Walaupun gizi buruk di dunia ini banyak disebabkan oleh kekurangan pangan yang mutlak,
masalahnya bertambah parah akibat berbagai kepercayaan budaya dan pantangan-pantangan
yang sering membatasi pemanfaatan makanan yang tersedia. Maka dalam perencanaan
kesehatan, masalahnya tidak terbatas pada pencarian cara-cara untuk menyediakan lebih
banyak bahan makanan, melainkan harus pula dicarika cara-cara untuk memastikan bahwa
bahan makanan yang tersedia digunakan secara efektif.

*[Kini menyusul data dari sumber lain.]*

//! Named-event fan-out between the connection and its consumers.
//!
//! Handlers are registered per [`EventKind`] and run in registration order.
//! A registration lives as long as the [`Subscription`] guard it returned, so
//! a consumer that goes away cannot leave a dangling handler behind. Async
//! consumers can instead take the broadcast stream from
//! [`EventDispatcher::subscribe`].

use std::{
    panic::{self, AssertUnwindSafe},
    sync::{Arc, Mutex, Weak},
};

use shared::protocol::{EventKind, ServerEvent};
use tokio::sync::broadcast;
use tracing::{debug, error};

use crate::lock;

pub type EventHandler = Arc<dyn Fn(&ServerEvent) + Send + Sync>;

const EVENT_STREAM_CAPACITY: usize = 1024;

struct Entry {
    id: u64,
    kind: EventKind,
    handler: EventHandler,
    guards: usize,
}

#[derive(Default)]
struct Registry {
    next_id: u64,
    entries: Vec<Entry>,
}

pub struct EventDispatcher {
    registry: Mutex<Registry>,
    stream: broadcast::Sender<ServerEvent>,
}

/// Keeps a handler registered until dropped.
#[must_use = "dropping a Subscription unregisters its handler"]
pub struct Subscription {
    dispatcher: Weak<EventDispatcher>,
    id: u64,
}

impl Drop for Subscription {
    fn drop(&mut self) {
        if let Some(dispatcher) = self.dispatcher.upgrade() {
            dispatcher.release(self.id);
        }
    }
}

impl EventDispatcher {
    pub fn new() -> Arc<Self> {
        let (stream, _) = broadcast::channel(EVENT_STREAM_CAPACITY);
        Arc::new(Self {
            registry: Mutex::new(Registry::default()),
            stream,
        })
    }

    /// Registers `handler` for `kind`. Registering the same handler (same
    /// `Arc`) for the same kind again reuses the existing entry.
    pub fn on(self: &Arc<Self>, kind: EventKind, handler: EventHandler) -> Subscription {
        let mut registry = lock(&self.registry);
        let existing = registry
            .entries
            .iter_mut()
            .find(|entry| entry.kind == kind && Arc::ptr_eq(&entry.handler, &handler));
        let id = match existing {
            Some(entry) => {
                entry.guards += 1;
                entry.id
            }
            None => {
                registry.next_id += 1;
                let id = registry.next_id;
                registry.entries.push(Entry {
                    id,
                    kind,
                    handler,
                    guards: 1,
                });
                id
            }
        };
        debug!(event = kind.name(), handler_id = id, "registered event handler");
        Subscription {
            dispatcher: Arc::downgrade(self),
            id,
        }
    }

    /// Convenience wrapper around [`EventDispatcher::on`] for closures.
    pub fn on_fn<F>(self: &Arc<Self>, kind: EventKind, handler: F) -> Subscription
    where
        F: Fn(&ServerEvent) + Send + Sync + 'static,
    {
        self.on(kind, Arc::new(handler))
    }

    /// Removes `handler` from `kind` regardless of outstanding guards.
    /// Returns whether anything was removed.
    pub fn off(&self, kind: EventKind, handler: &EventHandler) -> bool {
        let mut registry = lock(&self.registry);
        let before = registry.entries.len();
        registry
            .entries
            .retain(|entry| !(entry.kind == kind && Arc::ptr_eq(&entry.handler, handler)));
        before != registry.entries.len()
    }

    pub fn subscribe(&self) -> broadcast::Receiver<ServerEvent> {
        self.stream.subscribe()
    }

    pub fn handler_count(&self, kind: EventKind) -> usize {
        lock(&self.registry)
            .entries
            .iter()
            .filter(|entry| entry.kind == kind)
            .count()
    }

    /// Delivers one event to every handler registered for its kind, then to
    /// stream subscribers. Only the connection layer calls this.
    pub(crate) fn emit(&self, event: &ServerEvent) {
        let kind = event.kind();
        let handlers: Vec<(u64, EventHandler)> = lock(&self.registry)
            .entries
            .iter()
            .filter(|entry| entry.kind == kind)
            .map(|entry| (entry.id, Arc::clone(&entry.handler)))
            .collect();

        for (id, handler) in handlers {
            let outcome = panic::catch_unwind(AssertUnwindSafe(|| handler(event)));
            if outcome.is_err() {
                error!(event = kind.name(), handler_id = id, "event handler panicked");
            }
        }

        let _ = self.stream.send(event.clone());
    }

    fn release(&self, id: u64) {
        let mut registry = lock(&self.registry);
        if let Some(pos) = registry.entries.iter().position(|entry| entry.id == id) {
            let entry = &mut registry.entries[pos];
            entry.guards = entry.guards.saturating_sub(1);
            if entry.guards == 0 {
                registry.entries.remove(pos);
            }
        }
    }
}

#[cfg(test)]
#[path = "tests/dispatcher_tests.rs"]
mod tests;
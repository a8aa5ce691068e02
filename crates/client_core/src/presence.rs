//! Who is online in the active room, and the room's member roster.
//!
//! Both are scoped to one room; anything tagged with another room is
//! dropped, and a scope change wipes the lot.

use std::{
    collections::HashSet,
    sync::{Arc, Mutex},
};

use shared::{
    domain::{Member, Room, RoomId, UserId},
    protocol::{EventKind, OnlineUser, ServerEvent},
};
use tracing::{debug, warn};

use crate::{
    backend::ChatBackend,
    dispatcher::{EventDispatcher, Subscription},
    error::{describe, SyncError, SyncResult},
    lock,
    room_session::RoomScope,
};

#[derive(Default)]
struct PresenceInner {
    room: Option<RoomId>,
    online: HashSet<UserId>,
    roster: Option<Room>,
    generation: u64,
}

pub struct PresenceTracker {
    backend: Arc<dyn ChatBackend>,
    local_user: UserId,
    inner: Mutex<PresenceInner>,
}

impl PresenceTracker {
    pub fn new(backend: Arc<dyn ChatBackend>, local_user: UserId) -> Arc<Self> {
        Arc::new(Self {
            backend,
            local_user,
            inner: Mutex::new(PresenceInner::default()),
        })
    }

    pub fn attach(self: &Arc<Self>, dispatcher: &Arc<EventDispatcher>) -> Vec<Subscription> {
        [
            EventKind::RoomJoined,
            EventKind::UserOnline,
            EventKind::UserOffline,
            EventKind::MemberJoined,
            EventKind::MemberRemoved,
            EventKind::Disconnected,
        ]
        .into_iter()
        .map(|kind| {
            let tracker = Arc::downgrade(self);
            dispatcher.on_fn(kind, move |event| {
                if let Some(tracker) = tracker.upgrade() {
                    tracker.handle_event(event);
                }
            })
        })
        .collect()
    }

    fn handle_event(self: &Arc<Self>, event: &ServerEvent) {
        match event {
            ServerEvent::RoomJoined(payload) => self.seed(payload.room_id, &payload.online_users),
            ServerEvent::UserOnline(payload) => {
                self.mark_online(payload.room_id, payload.user_id);
            }
            ServerEvent::UserOffline(payload) => {
                self.mark_offline(payload.room_id, payload.user_id);
            }
            ServerEvent::MemberJoined(payload) => self.spawn_roster_refresh(payload.room_id),
            ServerEvent::MemberRemoved(payload) => {
                self.mark_offline(payload.room_id, payload.user_id);
                self.spawn_roster_refresh(payload.room_id);
            }
            ServerEvent::Disconnected { .. } => self.scope(None),
            _ => {}
        }
    }

    /// Clears everything and scopes tracking to `room`.
    pub fn scope(&self, room: Option<RoomId>) {
        let mut inner = lock(&self.inner);
        inner.generation += 1;
        inner.room = room;
        inner.online.clear();
        inner.roster = None;
    }

    pub fn room(&self) -> Option<RoomId> {
        lock(&self.inner).room
    }

    /// Replaces the online set with the server's snapshot. The local user is
    /// always online in its own room.
    pub fn seed(&self, room: RoomId, snapshot: &[OnlineUser]) {
        let mut inner = lock(&self.inner);
        if inner.room != Some(room) {
            debug!(room_id = room.0, "presence: snapshot for inactive room ignored");
            return;
        }
        inner.online = snapshot.iter().map(|user| user.user_id).collect();
        inner.online.insert(self.local_user);
    }

    pub fn mark_online(&self, room: RoomId, user: UserId) -> bool {
        let mut inner = lock(&self.inner);
        inner.room == Some(room) && inner.online.insert(user)
    }

    pub fn mark_offline(&self, room: RoomId, user: UserId) -> bool {
        let mut inner = lock(&self.inner);
        inner.room == Some(room) && inner.online.remove(&user)
    }

    pub fn is_online(&self, user: UserId) -> bool {
        lock(&self.inner).online.contains(&user)
    }

    /// Online users in ascending id order.
    pub fn online_users(&self) -> Vec<UserId> {
        let mut users: Vec<UserId> = lock(&self.inner).online.iter().copied().collect();
        users.sort();
        users
    }

    pub fn roster(&self) -> Option<Room> {
        lock(&self.inner).roster.clone()
    }

    pub fn members(&self) -> Vec<Member> {
        lock(&self.inner)
            .roster
            .as_ref()
            .map(|room| room.members.clone())
            .unwrap_or_default()
    }

    /// Installs a freshly fetched roster, ordered owner, admin, member.
    pub fn set_roster(&self, mut room: Room) -> bool {
        let mut inner = lock(&self.inner);
        if inner.room != Some(room.id) {
            return false;
        }
        room.members.sort_by_key(|member| member.role.rank());
        inner.roster = Some(room);
        true
    }

    /// Re-fetches the whole roster for the scoped room. A result that
    /// arrives after the scope changed is dropped.
    pub async fn refresh_roster(&self) -> SyncResult<Option<Room>> {
        let (room_id, generation) = {
            let inner = lock(&self.inner);
            match inner.room {
                Some(room_id) => (room_id, inner.generation),
                None => return Ok(None),
            }
        };
        let room = self
            .backend
            .fetch_room(room_id)
            .await
            .map_err(|err| SyncError::MetadataFetchFailed {
                room_id,
                reason: describe(&err),
            })?;
        if lock(&self.inner).generation != generation {
            return Ok(None);
        }
        self.set_roster(room);
        Ok(self.roster())
    }

    fn spawn_roster_refresh(self: &Arc<Self>, room: RoomId) {
        if self.room() != Some(room) {
            return;
        }
        let tracker = Arc::clone(self);
        tokio::spawn(async move {
            if let Err(err) = tracker.refresh_roster().await {
                warn!(room_id = room.0, "presence: roster refresh failed: {err}");
            }
        });
    }
}

impl RoomScope for PresenceTracker {
    fn enter_room(&self, room: Option<RoomId>) {
        if self.room() != room {
            self.scope(room);
        }
    }
}

#[cfg(test)]
#[path = "tests/presence_tests.rs"]
mod tests;
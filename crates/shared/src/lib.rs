pub mod domain;
pub mod error;
pub mod protocol;
pub mod timestamp;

Pembatasan budaya tersebut dapat dilihat dalam :
1. Kegagalan untuk melihat hubungan antara makanan dan kesehatan
Contoh: Persepsi mengenai hubungan antara makanan dan kesehatan berupa suatu
pandangan keliru yang meluas: Makanan yang kaya protein, terutama daging dan susu
tidak boleh dimakan oleh anak-anak yang mengidap penyakit cacing karena dianggap
“menyebabkan cacing-cacing muncul”
Pada banyaki masyarakat, usia atau kondisi seseorang dapat dipakai sebagai alasan
untuk melarang makanan-makanan tertentu. Di beberapa bagian Afrika Barat
misalnya, telur tidak diberikan kepada anak-anak kecil karena adanya kepercayaan
bahwa telur akan menunda menutupnya ubun-ubun (pada orang Yoruba di Nigeria),
bahwa anak laki-laki yang makan telur akan menjadi pencuri )orang Yoruba),
sedangkan anak perempuan yang makan telur akan mempunyai moral yang longgar
(menurut orang Ghana).
Hasil penelitian menemukan: ayah dari seorang anak yang menderita kekurangan gizi
parah adalah seorang peternak ayam yang ber- hasil, yang menjual ratusan telur setiap
minggunya, namun tidak pernah terpikirkan olehnya untuk memberi makan telur pada
anaknya.
Di pantai timur Malaysia, wanita yang baru melahirkan dianggap sangat peka,
terutama terhadap “dingin” yang berasal dari udara atau makanan yang dingin,
akibatnya segala makanan dingin dilarang selama 40 hari pada setelah melahirkan.
Karena pembatasan ini, makanannya kurang mencukupi dari yang seharusnya.